What Is Sermorelin?

Creator: OPTML
Published: 2026-04-29

GHRH Peptide Therapy · Last reviewed by the OPTML clinical team on April 29, 2026

Quick answer

Sermorelin acetate is a 29-amino-acid synthetic analog of growth-hormone-releasing hormone (GHRH). It binds the GHRH receptor on the anterior pituitary, stimulating endogenous growth hormone (GH) release in pulsatile, physiologic bursts. Unlike exogenous human growth hormone (HGH/somatropin), sermorelin preserves the pituitary feedback loop and does not produce supraphysiologic GH spikes. Originally FDA-approved in the 1990s as Geref for diagnostic use, it is now primarily prescribed by compounding pharmacies as a peptide therapy for adults with declining GH/IGF-1.
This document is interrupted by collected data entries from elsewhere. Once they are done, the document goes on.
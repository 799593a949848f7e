//! Sync subsystem error types.

#[derive(Debug, thiserror::Error)]
pub enum SyncError {
    #[error("another sync run is already in progress")]
    SyncInProgress,

    #[error("entity {0} not found")]
    EntityNotFound(String),

    #[error("page {0} not found")]
    PageNotFound(String),

    #[error("entity {0} has no page_path property")]
    MissingPagePath(String),

    #[error("git operation failed: {0}")]
    Git(String),

    #[error("database error: {0}")]
    Db(#[from] garden_db::DbError),

    #[error("io error: {0}")]
    Io(#[from] std::io::Error),

    #[error("operation cancelled")]
    Cancelled,
}

pub type SyncResult<T> = Result<T, SyncError>;
//! Typed relationship edges between an entity and another resource.

use chrono::{DateTime, Utc};
use serde::{Deserialize, Serialize};
use serde_json::Value;
use sqlx::SqlitePool;
use uuid::Uuid;

use crate::db::DbPool;
use crate::error::{DbError, DbResult};

/// A directed typed edge from an entity to some related resource.
#[derive(Debug, Clone, Serialize, Deserialize)]
pub struct EntityRelationship {
    pub id: Uuid,
    pub entity_id: Uuid,
    pub related_type: String,
    pub related_id: Uuid,
    pub relationship_type: String,
    pub metadata: Value,
    pub created_at: DateTime<Utc>,
    pub updated_at: DateTime<Utc>,
}

/// Input for creating a relationship.
#[derive(Debug, Clone)]
pub struct NewRelationship {
    pub entity_id: Uuid,
    pub related_type: String,
    pub related_id: Uuid,
    pub relationship_type: String,
    pub metadata: Option<Value>,
}

#[derive(Debug, Clone)]
pub struct RelationshipRepository {
    pool: SqlitePool,
}

impl RelationshipRepository {
    pub fn new(db: &DbPool) -> Self {
        Self {
            pool: db.pool().clone(),
        }
    }

    pub async fn create(&self, input: NewRelationship) -> DbResult<EntityRelationship> {
        let id = Uuid::new_v4();
        let now = Utc::now();
        let metadata = input.metadata.unwrap_or_else(|| Value::Object(Default::default()));

        sqlx::query(
            r#"INSERT INTO entity_relationships (id, entity_id, related_type, related_id, relationship_type, metadata, created_at, updated_at)
               VALUES (?, ?, ?, ?, ?, ?, ?, ?)"#,
        )
        .bind(id.to_string())
        .bind(input.entity_id.to_string())
        .bind(&input.related_type)
        .bind(input.related_id.to_string())
        .bind(&input.relationship_type)
        .bind(serde_json::to_string(&metadata)?)
        .bind(now.to_rfc3339())
        .bind(now.to_rfc3339())
        .execute(&self.pool)
        .await?;

        Ok(EntityRelationship {
            id,
            entity_id: input.entity_id,
            related_type: input.related_type,
            related_id: input.related_id,
            relationship_type: input.relationship_type,
            metadata,
            created_at: now,
            updated_at: now,
        })
    }

    /// List relationships of an entity, optionally filtered.
    pub async fn list_for_entity(
        &self,
        entity_id: Uuid,
        related_type: Option<&str>,
        relationship_type: Option<&str>,
    ) -> DbResult<Vec<EntityRelationship>> {
        let rows: Vec<(String, String, String, String, String, String, String, String)> =
            sqlx::query_as(
                r#"SELECT id, entity_id, related_type, related_id, relationship_type, metadata, created_at, updated_at
                   FROM entity_relationships
                   WHERE entity_id = ?
                   ORDER BY created_at ASC"#,
            )
            .bind(entity_id.to_string())
            .fetch_all(&self.pool)
            .await?;

        let mut relationships = Vec::with_capacity(rows.len());
        for row in rows {
            let relationship = decode_relationship(row)?;
            if let Some(filter) = related_type
                && relationship.related_type != filter
            {
                continue;
            }
            if let Some(filter) = relationship_type
                && relationship.relationship_type != filter
            {
                continue;
            }
            relationships.push(relationship);
        }

        Ok(relationships)
    }

    pub async fn delete(&self, relationship_id: Uuid) -> DbResult<()> {
        let result = sqlx::query("DELETE FROM entity_relationships WHERE id = ?")
            .bind(relationship_id.to_string())
            .execute(&self.pool)
            .await?;

        if result.rows_affected() == 0 {
            return Err(DbError::EntityNotFound(relationship_id.to_string()));
        }
        Ok(())
    }
}

fn decode_relationship(
    row: (String, String, String, String, String, String, String, String),
) -> DbResult<EntityRelationship> {
    let (id, entity_id, related_type, related_id, relationship_type, metadata, created_at, updated_at) =
        row;
    Ok(EntityRelationship {
        id: id.parse().map_err(|_| DbError::EntityNotFound(id))?,
        entity_id: entity_id
            .parse()
            .map_err(|_| DbError::EntityNotFound(entity_id))?,
        related_type,
        related_id: related_id
            .parse()
            .map_err(|_| DbError::EntityNotFound(related_id))?,
        relationship_type,
        metadata: serde_json::from_str(&metadata)?,
        created_at: parse_ts(&created_at),
        updated_at: parse_ts(&updated_at),
    })
}

fn parse_ts(raw: &str) -> DateTime<Utc> {
    DateTime::parse_from_rfc3339(raw)
        .map(|dt| dt.with_timezone(&Utc))
        .unwrap_or_else(|_| Utc::now())
}
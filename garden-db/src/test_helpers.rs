//! Test helpers for garden databases.

use crate::db::DbPool;
use crate::error::DbResult;

/// Create an in-memory garden database for testing
pub async fn create_test_pool() -> DbResult<DbPool> {
    DbPool::open_in_memory().await
}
Indications and Common Uses

Sermorelin is used in adults with age-related decline in GH/IGF-1 (somatopause) where exogenous HGH is not indicated. Common goals:

Improved sleep quality (deeper slow-wave sleep, where most natural GH is released).
Recovery from training and physical stress.
Body composition shifts (modest fat loss, lean mass support) over 3-6 months.
Subjective energy and cognitive clarity.
Skin and connective-tissue quality.

Mechanism

Sermorelin binds the GHRH receptor on somatotroph cells of the anterior pituitary, increasing intracellular cAMP and triggering GH release. Because the pituitary remains the regulator, GH release is pulsatile and subject to negative feedback from somatostatin and IGF-1, preserving the natural diurnal pattern. This is in contrast to:

Exogenous HGH (somatropin): bypasses the pituitary; produces sustained, supraphysiologic GH levels.

Typical Dosing

Parameter	Typical range
Dose	200-500 mcg subcutaneous
Frequency	5 nights/week, before bed (to align with natural GH pulse)
Cycle length	3-6 months on, periodic breaks
Lab monitoring	IGF-1 baseline and at 8-12 weeks; aim for upper-quartile age-adjusted range

Clinical Evidence

Sermorelin's strongest data is in pediatric GH deficiency, where it was used as both a diagnostic agent and treatment. In adults, controlled trials are limited but show:

Increased GH pulse amplitude and modest increases in IGF-1 (Walker RF et al., 1994).
Improvements in sleep architecture (slow-wave sleep) in older men (Vitiello MV et al., 2006).
Modest improvements in body composition over 6 months in older adults with low IGF-1.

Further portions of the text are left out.